For example, the relationship between the sunspot area and sunspot number must be monitored to identify a physically plausible “zero sunspot area” that occurs when there are no sunspots (i.e., as can occur during solar minimum conditions) from a physically implausible result of the zero sunspot area that may occur with a missing USAF SOON station record. The sunspot catalog maintained by the Debrecen, Hungary, Heliophysical Observatory10 (Győri et al. 2011) is one independent data source that will be accessed for quality assurance of the sunspot darkening. The veracity of the Mg II index can be approximately assessed through correlation studies (e.g., Lean et al. 2001) with independent chromospheric indices such as the singly ionized calcium (Ca II) K line11 (Donnelly et al. 1994) and by using the F10.7-cm solar radio flux,12 which is an independent proxy of chromospheric variability (with a coronal component) (Tapping 2013).

OUTLOOK.

Solar irradiance is an essential universal input to myriad terrestrial applications and we envisage the Solar Irradiance CDR to be of broad use to industrial, scientific, and government applications including renewable energy, water resources, hydrology, atmospheric chemistry, global climate models, stratospheric and stratospheric-climate models, and community radiative transfer models. Future knowledge gained from the more accurate and stable TSIS instruments will be transferred to the ongoing SORCE and TCTE instrument record so that future Solar Irradiance CDR versions may incorporate altered quiet sun reference levels and model scaling coefficients reflecting revised and ongoing solar irradiance datasets (see the “deliverables” section).

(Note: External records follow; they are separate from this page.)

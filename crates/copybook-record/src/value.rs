//! The runtime value produced by field parsing.

use chrono::{DateTime, FixedOffset, NaiveDate, NaiveTime, Utc};
use rust_decimal::prelude::ToPrimitive;
use rust_decimal::Decimal;

use crate::error::CoerceError;

/// A typed value on its way from a sliced field into an entity property.
///
/// `Null` means the field was semantically absent (all spaces, all
/// zeros, empty after collapsing), as opposed to malformed.
#[derive(Debug, Clone, PartialEq)]
pub enum Value {
    /// Absent field.
    Null,
    /// Text.
    Str(String),
    /// 64-bit signed integer.
    Int(i64),
    /// Exact decimal.
    Decimal(Decimal),
    /// Boolean.
    Bool(bool),
    /// Calendar date.
    Date(NaiveDate),
    /// Point in time with offset; `now`-sourced fields carry the job
    /// timestamp here.
    Timestamp(DateTime<FixedOffset>),
}

impl Value {
    /// Short kind name for diagnostics.
    pub fn kind(&self) -> &'static str {
        match self {
            Self::Null => "null",
            Self::Str(_) => "string",
            Self::Int(_) => "integer",
            Self::Decimal(_) => "decimal",
            Self::Bool(_) => "boolean",
            Self::Date(_) => "date",
            Self::Timestamp(_) => "timestamp",
        }
    }

    /// Whether the value is the absent marker.
    pub fn is_null(&self) -> bool {
        matches!(self, Self::Null)
    }

    fn coerce_err(&self, target: &'static str) -> CoerceError {
        CoerceError {
            kind: self.kind(),
            value: self.to_string(),
            target,
        }
    }

    /// JSON projection used by record sinks.
    ///
    /// Decimals render as strings to keep money amounts exact, matching
    /// `rust_decimal`'s own serde default.
    pub fn to_json(&self) -> serde_json::Value {
        match self {
            Self::Null => serde_json::Value::Null,
            Self::Str(s) => serde_json::Value::String(s.clone()),
            Self::Int(n) => serde_json::Value::Number((*n).into()),
            Self::Decimal(d) => serde_json::Value::String(d.to_string()),
            Self::Bool(b) => serde_json::Value::Bool(*b),
            Self::Date(d) => serde_json::Value::String(d.format("%Y-%m-%d").to_string()),
            Self::Timestamp(t) => serde_json::Value::String(t.to_rfc3339()),
        }
    }
}

impl std::fmt::Display for Value {
    fn fmt(&self, f: &mut std::fmt::Formatter<'_>) -> std::fmt::Result {
        match self {
            Self::Null => Ok(()),
            Self::Str(s) => f.write_str(s),
            Self::Int(n) => write!(f, "{n}"),
            Self::Decimal(d) => write!(f, "{d}"),
            Self::Bool(b) => write!(f, "{b}"),
            Self::Date(d) => write!(f, "{}", d.format("%Y-%m-%d")),
            Self::Timestamp(t) => write!(f, "{}", t.to_rfc3339()),
        }
    }
}

/// Conversion from a [`Value`] into a concrete property type.
///
/// `Null` converts to the type's zero-equivalent; wrap the property in
/// `Option` to keep absence observable. All other conversions are
/// locale-invariant and fail with a [`CoerceError`] rather than losing
/// information silently.
pub trait FromValue: Sized {
    /// Destination type name for diagnostics.
    fn target_name() -> &'static str;

    /// The zero-equivalent written when a `Null` lands on a
    /// non-optional property.
    fn null_value() -> Self;

    /// Convert, consuming the value.
    fn from_value(value: Value) -> Result<Self, CoerceError>;
}

impl<T: FromValue> FromValue for Option<T> {
    fn target_name() -> &'static str {
        T::target_name()
    }

    fn null_value() -> Self {
        None
    }

    fn from_value(value: Value) -> Result<Self, CoerceError> {
        if value.is_null() {
            Ok(None)
        } else {
            T::from_value(value).map(Some)
        }
    }
}

impl FromValue for String {
    fn target_name() -> &'static str {
        "string"
    }

    fn null_value() -> Self {
        String::new()
    }

    fn from_value(value: Value) -> Result<Self, CoerceError> {
        Ok(match value {
            Value::Null => Self::null_value(),
            Value::Str(s) => s,
            other => other.to_string(),
        })
    }
}

impl FromValue for i64 {
    fn target_name() -> &'static str {
        "integer"
    }

    fn null_value() -> Self {
        0
    }

    fn from_value(value: Value) -> Result<Self, CoerceError> {
        match &value {
            Value::Null => Ok(0),
            Value::Int(n) => Ok(*n),
            Value::Bool(b) => Ok(i64::from(*b)),
            Value::Decimal(d) if d.fract().is_zero() => d
                .trunc()
                .to_i64()
                .ok_or_else(|| value.coerce_err(Self::target_name())),
            Value::Str(s) => s
                .trim()
                .parse()
                .map_err(|_| value.coerce_err(Self::target_name())),
            _ => Err(value.coerce_err(Self::target_name())),
        }
    }
}

impl FromValue for i32 {
    fn target_name() -> &'static str {
        "integer"
    }

    fn null_value() -> Self {
        0
    }

    fn from_value(value: Value) -> Result<Self, CoerceError> {
        let wide = i64::from_value(value.clone())?;
        wide.try_into()
            .map_err(|_| value.coerce_err(Self::target_name()))
    }
}

impl FromValue for f64 {
    fn target_name() -> &'static str {
        "float"
    }

    fn null_value() -> Self {
        0.0
    }

    fn from_value(value: Value) -> Result<Self, CoerceError> {
        match &value {
            Value::Null => Ok(0.0),
            Value::Int(n) => Ok(*n as f64),
            Value::Decimal(d) => d
                .to_f64()
                .ok_or_else(|| value.coerce_err(Self::target_name())),
            Value::Str(s) => s
                .trim()
                .parse()
                .map_err(|_| value.coerce_err(Self::target_name())),
            _ => Err(value.coerce_err(Self::target_name())),
        }
    }
}

impl FromValue for Decimal {
    fn target_name() -> &'static str {
        "decimal"
    }

    fn null_value() -> Self {
        Decimal::ZERO
    }

    fn from_value(value: Value) -> Result<Self, CoerceError> {
        match &value {
            Value::Null => Ok(Decimal::ZERO),
            Value::Decimal(d) => Ok(*d),
            Value::Int(n) => Ok(Decimal::from(*n)),
            Value::Str(s) => s
                .trim()
                .parse()
                .map_err(|_| value.coerce_err(Self::target_name())),
            _ => Err(value.coerce_err(Self::target_name())),
        }
    }
}

impl FromValue for bool {
    fn target_name() -> &'static str {
        "boolean"
    }

    fn null_value() -> Self {
        false
    }

    fn from_value(value: Value) -> Result<Self, CoerceError> {
        match &value {
            Value::Null => Ok(false),
            Value::Bool(b) => Ok(*b),
            Value::Int(n) => Ok(*n != 0),
            Value::Str(s) => match s.trim() {
                t if t.eq_ignore_ascii_case("true") || t == "1" => Ok(true),
                t if t.eq_ignore_ascii_case("false") || t == "0" => Ok(false),
                _ => Err(value.coerce_err(Self::target_name())),
            },
            _ => Err(value.coerce_err(Self::target_name())),
        }
    }
}

impl FromValue for NaiveDate {
    fn target_name() -> &'static str {
        "date"
    }

    fn null_value() -> Self {
        NaiveDate::default()
    }

    fn from_value(value: Value) -> Result<Self, CoerceError> {
        match &value {
            Value::Null => Ok(Self::null_value()),
            Value::Date(d) => Ok(*d),
            Value::Timestamp(t) => Ok(t.date_naive()),
            Value::Str(s) => NaiveDate::parse_from_str(s.trim(), "%Y-%m-%d")
                .map_err(|_| value.coerce_err(Self::target_name())),
            _ => Err(value.coerce_err(Self::target_name())),
        }
    }
}

impl FromValue for DateTime<Utc> {
    fn target_name() -> &'static str {
        "timestamp"
    }

    fn null_value() -> Self {
        DateTime::<Utc>::UNIX_EPOCH
    }

    fn from_value(value: Value) -> Result<Self, CoerceError> {
        match &value {
            Value::Null => Ok(Self::null_value()),
            Value::Timestamp(t) => Ok(t.with_timezone(&Utc)),
            Value::Date(d) => Ok(d.and_time(NaiveTime::MIN).and_utc()),
            Value::Str(s) => DateTime::parse_from_rfc3339(s.trim())
                .map(|t| t.with_timezone(&Utc))
                .map_err(|_| value.coerce_err(Self::target_name())),
            _ => Err(value.coerce_err(Self::target_name())),
        }
    }
}

impl FromValue for DateTime<FixedOffset> {
    fn target_name() -> &'static str {
        "timestamp"
    }

    fn null_value() -> Self {
        DateTime::<Utc>::UNIX_EPOCH.fixed_offset()
    }

    fn from_value(value: Value) -> Result<Self, CoerceError> {
        match &value {
            Value::Null => Ok(Self::null_value()),
            Value::Timestamp(t) => Ok(*t),
            Value::Date(d) => Ok(d.and_time(NaiveTime::MIN).and_utc().fixed_offset()),
            Value::Str(s) => DateTime::parse_from_rfc3339(s.trim())
                .map_err(|_| value.coerce_err(Self::target_name())),
            _ => Err(value.coerce_err(Self::target_name())),
        }
    }
}

/// Projection of a property back into a [`Value`], used by getters
/// (count-field reads) and diagnostics.
pub trait ToValue {
    /// Render the property as a runtime value.
    fn to_value(&self) -> Value;
}

impl<T: ToValue> ToValue for Option<T> {
    fn to_value(&self) -> Value {
        match self {
            Some(v) => v.to_value(),
            None => Value::Null,
        }
    }
}

impl ToValue for String {
    fn to_value(&self) -> Value {
        Value::Str(self.clone())
    }
}

impl ToValue for i64 {
    fn to_value(&self) -> Value {
        Value::Int(*self)
    }
}

impl ToValue for i32 {
    fn to_value(&self) -> Value {
        Value::Int(i64::from(*self))
    }
}

impl ToValue for f64 {
    fn to_value(&self) -> Value {
        Decimal::from_f64_retain(*self)
            .map(Value::Decimal)
            .unwrap_or(Value::Null)
    }
}

impl ToValue for Decimal {
    fn to_value(&self) -> Value {
        Value::Decimal(*self)
    }
}

impl ToValue for bool {
    fn to_value(&self) -> Value {
        Value::Bool(*self)
    }
}

impl ToValue for NaiveDate {
    fn to_value(&self) -> Value {
        Value::Date(*self)
    }
}

impl ToValue for DateTime<Utc> {
    fn to_value(&self) -> Value {
        Value::Timestamp(self.fixed_offset())
    }
}

impl ToValue for DateTime<FixedOffset> {
    fn to_value(&self) -> Value {
        Value::Timestamp(*self)
    }
}

#[cfg(test)]
mod tests {
    use super::*;
    use std::str::FromStr;

    #[test]
    fn test_null_into_option_is_none() {
        let v: Option<i64> = FromValue::from_value(Value::Null).unwrap();
        assert_eq!(v, None);
    }

    #[test]
    fn test_null_into_plain_is_zero_equivalent() {
        assert_eq!(i64::from_value(Value::Null).unwrap(), 0);
        assert_eq!(Decimal::from_value(Value::Null).unwrap(), Decimal::ZERO);
        assert_eq!(String::from_value(Value::Null).unwrap(), "");
        assert!(!bool::from_value(Value::Null).unwrap());
    }

    #[test]
    fn test_string_to_int() {
        assert_eq!(i64::from_value(Value::Str(" 42 ".into())).unwrap(), 42);
        assert!(i64::from_value(Value::Str("4x2".into())).is_err());
    }

    #[test]
    fn test_integral_decimal_to_int() {
        let d = Decimal::from_str("120.00").unwrap();
        assert_eq!(i64::from_value(Value::Decimal(d)).unwrap(), 120);
        let frac = Decimal::from_str("120.50").unwrap();
        assert!(i64::from_value(Value::Decimal(frac)).is_err());
    }

    #[test]
    fn test_int_to_decimal() {
        assert_eq!(
            Decimal::from_value(Value::Int(7)).unwrap(),
            Decimal::from(7)
        );
    }

    #[test]
    fn test_i32_range_check() {
        assert!(i32::from_value(Value::Int(i64::from(i32::MAX) + 1)).is_err());
        assert_eq!(i32::from_value(Value::Int(-5)).unwrap(), -5);
    }

    #[test]
    fn test_date_conversions() {
        let d = NaiveDate::from_ymd_opt(2024, 1, 31).unwrap();
        assert_eq!(NaiveDate::from_value(Value::Date(d)).unwrap(), d);
        assert_eq!(
            NaiveDate::from_value(Value::Str("2024-01-31".into())).unwrap(),
            d
        );
        let ts = DateTime::<Utc>::from_value(Value::Date(d)).unwrap();
        assert_eq!(ts.date_naive(), d);
    }

    #[test]
    fn test_coerce_error_carries_context() {
        let err = NaiveDate::from_value(Value::Bool(true)).unwrap_err();
        assert_eq!(err.kind, "boolean");
        assert_eq!(err.target, "date");
    }

    #[test]
    fn test_to_value_roundtrip() {
        assert_eq!(Some(9_i64).to_value(), Value::Int(9));
        assert_eq!(Option::<i64>::None.to_value(), Value::Null);
        assert_eq!("x".to_string().to_value(), Value::Str("x".into()));
    }

    #[test]
    fn test_display_of_null_is_empty() {
        assert_eq!(Value::Null.to_string(), "");
    }
}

New Solar Irradiance CDR versions may also employ altered facular brightening and sunspot darkening indices derived from the same, or improved, input proxy datasets (e.g., Clette et al. 2015), which are regularly scrutinized by comparison with multiple other related indices. Preliminary comparisons of the NRLTSI2 and NRLSSI2 models with observations suggest that improvements can be made in the models’ representation of the irradiance reduction as a result of sunspot darkening. For example, NRLTSI2 and NRLSSI2 overestimate slightly the reduction in TSI and SSI during times of large sunspot darkening (see, e.g., Figs. 4a and 5). Future work will examine the parameterization of the sunspot contrast with area by calculating different sunspot darkening functions and evaluating their performance in the model formulation. Improvements in the sunspot darkening function will, by necessity, also improve the facular brightening function; this source of improvement to the facular brightening function is independent of the improvements to be gained from a higher-fidelity Mg II composite record (see below).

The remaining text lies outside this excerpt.